Article published April 5, 2001
County jail coping well on limited budget
Survey consultant impressed with facility despite staffing shortage, concerns with overcrowdingBy BAKER MAULTSBY
You might not think of it as a bargain.
But compared with many places across the country, keeping people in jail is cheap in Spartanburg County.
According to a national survey of jail budgets, the Spartanburg County jail
spends less each day per prisoner than numerous counties around the nation.
"The 2000 Corrections Yearbook: Jails," released by the Criminal
Justice Institute, reports that in fiscal year 1999, Spartanburg County spent on
average $31.78 a day per prisoner. Of jails surveyed in Spartanburg County's
size range, the Onondago, N.Y., system reported the highest costs -- $135 daily
for each prisoner. In this region, it costs on average $41.89 in Greenville
County and $72.61 in Mecklenburg County, N.C., to house a prisoner for a day.
These figures represent an apparent savings to Spartanburg County taxpayers.
They, however, may not tell the whole story, according to Dave Voorhis, a
Colorado-based consultant with the Institute for Law and Policy Planning.

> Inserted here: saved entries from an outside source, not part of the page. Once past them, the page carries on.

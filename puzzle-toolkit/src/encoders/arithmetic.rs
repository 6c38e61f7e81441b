use pumpkin_solver::constraints;

use super::is_equal;
use super::is_linear_equal;
use super::less;
use super::linear_equal;
use super::or;
use super::LinearTerms;
use crate::basic_types::Bounds;
use crate::model::Model;
use crate::variables::collect_values;
use crate::variables::AuxiliaryKind;
use crate::variables::BoolVar;
use crate::variables::IntVar;
use crate::variables::Value;

/// The sum of `values`.
pub fn sum(model: &mut Model, values: impl IntoIterator<Item = impl Into<Value>>) -> IntVar {
    let terms = collect_values(values)
        .into_iter()
        .map(|value| (1, value))
        .collect::<Vec<_>>();
    weighted_sum(model, terms)
}

/// `sum(weight * value)`.
///
/// A sum over a single variable is expressed as a view of that variable instead of a new one.
pub fn weighted_sum(model: &mut Model, terms: impl IntoIterator<Item = (i32, Value)>) -> IntVar {
    let terms = terms
        .into_iter()
        .filter(|&(weight, _)| weight != 0)
        .collect::<Vec<_>>();
    let linear = LinearTerms::new(terms.iter().copied());
    if linear.is_constant() {
        return model.constant(linear.constant());
    }

    let variables = terms
        .iter()
        .filter_map(|&(weight, value)| Some((weight, value.as_variable()?)))
        .collect::<Vec<_>>();
    if let [(weight, var)] = variables.as_slice() {
        return var.scaled(*weight).offset(linear.constant());
    }

    let total = model.new_auxiliary_int(AuxiliaryKind::Sum, linear.bounds());
    linear_equal(
        model,
        terms.into_iter().chain([(-1, Value::from(total))]),
        0,
    );
    total
}

/// `a - b`.
pub fn difference(model: &mut Model, a: impl Into<Value>, b: impl Into<Value>) -> IntVar {
    weighted_sum(model, [(1, a.into()), (-1, b.into())])
}

/// The sum of the elements of `values` whose mask bit is true.
///
/// # Panics
/// If `values` and `mask` differ in length.
pub fn masked_sum(
    model: &mut Model,
    values: impl IntoIterator<Item = impl Into<Value>>,
    mask: &[BoolVar],
) -> IntVar {
    let values = collect_values(values);
    assert_eq!(
        values.len(),
        mask.len(),
        "a masked sum needs exactly one mask bit per value"
    );

    let mut terms = Vec::with_capacity(values.len());
    for (value, &bit) in values.into_iter().zip(mask) {
        match (model.fixed_bool(bit), value) {
            (Some(false), _) => {}
            (Some(true), value) => terms.push((1, value)),
            (None, Value::Literal(constant)) => terms.push((constant, Value::from(bit))),
            (None, Value::Variable(var)) => {
                let bounds = var.bounds().hull(Bounds::fixed(0));
                let term = model.new_auxiliary_int(AuxiliaryKind::MaskedTerm, bounds);
                model.post_implied(bit, |tag| {
                    constraints::binary_equals(term.view(), var.view(), tag)
                });
                model.post_implied(!bit, |tag| constraints::equals([term.view()], 0, tag));
                terms.push((1, Value::from(term)));
            }
        }
    }

    weighted_sum(model, terms)
}

/// `a * b`.
pub fn product(model: &mut Model, a: impl Into<Value>, b: impl Into<Value>) -> IntVar {
    match (a.into(), b.into()) {
        (Value::Literal(x), Value::Literal(y)) => model.constant(x * y),
        (Value::Literal(0), _) | (_, Value::Literal(0)) => model.constant(0),
        (Value::Literal(factor), Value::Variable(var))
        | (Value::Variable(var), Value::Literal(factor)) => var.scaled(factor),
        (Value::Variable(x), Value::Variable(y)) => {
            let result = model.new_auxiliary_int(AuxiliaryKind::Product, x.bounds().mul(y.bounds()));
            model.post(|tag| constraints::times(x.view(), y.view(), result.view(), tag));
            result
        }
    }
}

/// `sum(xs[i] * ys[i])`.
///
/// # Panics
/// If `xs` and `ys` differ in length.
pub fn scalar_product(
    model: &mut Model,
    xs: impl IntoIterator<Item = impl Into<Value>>,
    ys: impl IntoIterator<Item = impl Into<Value>>,
) -> IntVar {
    let (xs, ys) = (collect_values(xs), collect_values(ys));
    assert_eq!(
        xs.len(),
        ys.len(),
        "a scalar product needs vectors of equal length"
    );

    let terms = xs
        .into_iter()
        .zip(ys)
        .map(|pair| match pair {
            (Value::Literal(weight), value) | (value, Value::Literal(weight)) => (weight, value),
            (x, y) => (1, Value::from(product(model, x, y))),
        })
        .collect::<Vec<_>>();
    weighted_sum(model, terms)
}

/// `|a - b|`.
pub fn distance(model: &mut Model, a: impl Into<Value>, b: impl Into<Value>) -> IntVar {
    let diff = difference(model, a, b);
    if diff.lb() >= 0 {
        return diff;
    }
    if diff.ub() <= 0 {
        return diff.scaled(-1);
    }

    let result = model.new_auxiliary_int(AuxiliaryKind::Distance, diff.bounds().abs());
    model.post(|tag| constraints::absolute(diff.view(), result.view(), tag));
    result
}

/// Whether `a` and `b` differ by exactly one.
pub fn are_consecutive(model: &mut Model, a: impl Into<Value>, b: impl Into<Value>) -> BoolVar {
    let distance = distance(model, a, b);
    is_equal(model, distance, 1)
}

/// Whether one of `a` and `b` is `ratio` times the other.
pub fn is_ratio(
    model: &mut Model,
    a: impl Into<Value>,
    b: impl Into<Value>,
    ratio: impl Into<Value>,
) -> BoolVar {
    let (a, b, ratio) = (a.into(), b.into(), ratio.into());
    let forward = is_multiple(model, a, b, ratio);
    let backward = is_multiple(model, b, a, ratio);
    or(model, &[forward, backward])
}

/// `x = ratio * y`.
fn is_multiple(model: &mut Model, x: Value, y: Value, ratio: Value) -> BoolVar {
    match ratio {
        Value::Literal(ratio) => is_linear_equal(model, [(1, x), (-ratio, y)], 0),
        Value::Variable(_) => {
            let scaled = product(model, ratio, y);
            is_equal(model, x, scaled)
        }
    }
}

/// The Euclidean remainder of `a` divided by `modulus`, in `[0, modulus)`.
///
/// # Panics
/// If the modulus can be zero or negative, or if a variable modulus is combined with a dividend
/// which can be negative.
pub fn modulo(model: &mut Model, a: impl Into<Value>, modulus: impl Into<Value>) -> IntVar {
    match (a.into(), modulus.into()) {
        (_, Value::Literal(modulus)) if modulus <= 0 => {
            panic!("the modulus must be strictly positive, got {modulus}")
        }
        (Value::Literal(value), Value::Literal(modulus)) => {
            model.constant(value.rem_euclid(modulus))
        }
        (Value::Variable(var), Value::Literal(modulus)) => {
            let quotient_bounds = var.bounds().div_floor(modulus);
            if quotient_bounds.is_fixed() {
                return var.offset(-modulus * quotient_bounds.lb);
            }

            let quotient = model.new_auxiliary_int(AuxiliaryKind::Quotient, quotient_bounds);
            let remainder =
                model.new_auxiliary_int(AuxiliaryKind::Remainder, Bounds::new(0, modulus - 1));
            linear_equal(
                model,
                [
                    (1, Value::from(var)),
                    (-modulus, Value::from(quotient)),
                    (-1, Value::from(remainder)),
                ],
                0,
            );
            remainder
        }
        (dividend, Value::Variable(modulus)) => {
            assert!(modulus.lb() > 0, "the modulus must be strictly positive");
            assert!(
                dividend.bounds().lb >= 0,
                "a variable modulus needs a non-negative dividend"
            );

            let bounds = dividend.bounds();
            let quotient_bounds = Bounds::new(bounds.lb / modulus.ub(), bounds.ub / modulus.lb());
            let dividend = model.as_int_var(dividend);
            let quotient = model.new_auxiliary_int(AuxiliaryKind::Quotient, quotient_bounds);
            model.post(|tag| {
                constraints::division(dividend.view(), modulus.view(), quotient.view(), tag)
            });

            let multiple = product(model, quotient, modulus);
            let remainder =
                model.new_auxiliary_int(AuxiliaryKind::Remainder, Bounds::new(0, modulus.ub() - 1));
            linear_equal(
                model,
                [
                    (1, Value::from(dividend)),
                    (-1, Value::from(multiple)),
                    (-1, Value::from(remainder)),
                ],
                0,
            );
            less(model, remainder, modulus);
            remainder
        }
    }
}

/// Whether `a` and `b` have the same remainder modulo `modulus`.
pub fn same_remainder(
    model: &mut Model,
    a: impl Into<Value>,
    b: impl Into<Value>,
    modulus: impl Into<Value>,
) -> BoolVar {
    let modulus = modulus.into();
    let a = modulo(model, a, modulus);
    let b = modulo(model, b, modulus);
    is_equal(model, a, b)
}

#[cfg(test)]
mod tests {
    use super::*;
    use crate::encoders::equal;
    use crate::model::SolveOutcome;

    #[test]
    fn sums_of_literals_are_constants() {
        let mut model = Model::default();

        let total = sum(&mut model, [1, 2, 3]);
        assert_eq!(total.bounds(), Bounds::fixed(6));
    }

    #[test]
    fn sums_of_a_single_variable_are_views() {
        let mut model = Model::default();
        let x = model.new_int(1, 4);
        let before = model.statistics().int_variables;

        let shifted = sum(&mut model, [Value::from(x), Value::Literal(10)]);
        assert_eq!(shifted.bounds(), Bounds::new(11, 14));
        assert_eq!(model.statistics().int_variables, before);
    }

    #[test]
    fn product_bounds_cover_mixed_signs() {
        let mut model = Model::default();
        let x = model.new_int(-2, 3);
        let y = model.new_int(-4, 1);

        assert_eq!(product(&mut model, x, y).bounds(), Bounds::new(-12, 8));
        assert_eq!(product(&mut model, x, 0).bounds(), Bounds::fixed(0));
    }

    #[test]
    fn literal_remainders_are_euclidean() {
        let mut model = Model::default();

        assert_eq!(modulo(&mut model, -7, 3).bounds(), Bounds::fixed(2));
        assert_eq!(modulo(&mut model, 7, 3).bounds(), Bounds::fixed(1));
    }

    #[test]
    #[should_panic(expected = "strictly positive")]
    fn zero_modulus_is_rejected() {
        let mut model = Model::default();
        let _ = modulo(&mut model, 4, 0);
    }

    #[test]
    fn remainders_of_variables_are_solved() {
        let mut model = Model::default();
        let x = model.new_int(-9, 9);
        let m = model.new_int(1, 5);
        let y = model.new_int(0, 20);
        let fixed_remainder = modulo(&mut model, x, 4);
        let variable_remainder = modulo(&mut model, y, m);
        equal(&mut model, x, -5);
        equal(&mut model, y, 17);
        equal(&mut model, m, 5);

        let SolveOutcome::Solved(solution) = model.solve() else {
            panic!("expected a solution");
        };
        assert_eq!(solution.int_value(fixed_remainder), 3);
        assert_eq!(solution.int_value(variable_remainder), 2);
    }

    #[test]
    fn distance_is_absolute() {
        let mut model = Model::default();
        let x = model.new_int(1, 9);
        let d = distance(&mut model, x, 7);
        equal(&mut model, x, 2);

        assert_eq!(d.bounds(), Bounds::new(0, 6));
        let solution = model.solve();
        assert_eq!(solution.solution().map(|s| s.int_value(d)), Some(5));
    }
}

Voorhis said the Corrections Yearbook "is as good as it gets" but
added that different jails report their budgets in different ways. Some jails,
for instance, include utilities and transportation to courts in their budget
calculations while others do not. Spartanburg County jail director Larry Powers
pointed out that Spartanburg Regional Medical Center absorbs the cost of medical
care to pre-trial inmates. Those costs may be passed on to the taxpayer in some
cases but don't show up in the jail budget. The more important question is what
the budget figures say about the jail's efficiency and service. Voorhis, who
spent months studying the Spartanburg County jail, had mostly positive things to
say about the facility's operation but added that it is facing overcrowding -- a
situation that could distort per inmate budget figures. Staffing comprises about
85 percent of the budget at most jails, according to Voorhis. There, however, is
a shortage of officers working at the Spartanburg County jail, assistant county
administrator Glenn Breed said, but added that the county hopes to fill as many
as 15 positions. Staff shortages coupled with overcrowding mean "the rate
per prisoner goes down when a facility is crowded," Voorhis said. Voorhis
said taxpayers are glad about limited jail costs, but "by the same token,
you'd probably spend more if you have the right amount of staff." While
"overcrowding is dangerous," Voorhis said it's a problem Powers has no
authority to solve. Reducing the prison population, he said, "must be
accomplished by law enforcement, prosecutor and the courts." Making that
happen will require a level of coordination and effort that can't be revealed in
a comparison of Spartanburg's jail budget to that of other systems. That reality
is not lost on local public officials. They have made it a priority to further
streamline the justice system and reduce the backlog of defendants, including
many prisoners, awaiting a day in court. Meanwhile, those who run the jail are
making the best of things, according to Voorhis. "I can tell you that I was
very impressed by Larry Powers and his staff," he said. "I have been
in over 1,000 jails and report that Spartanburg is doing well."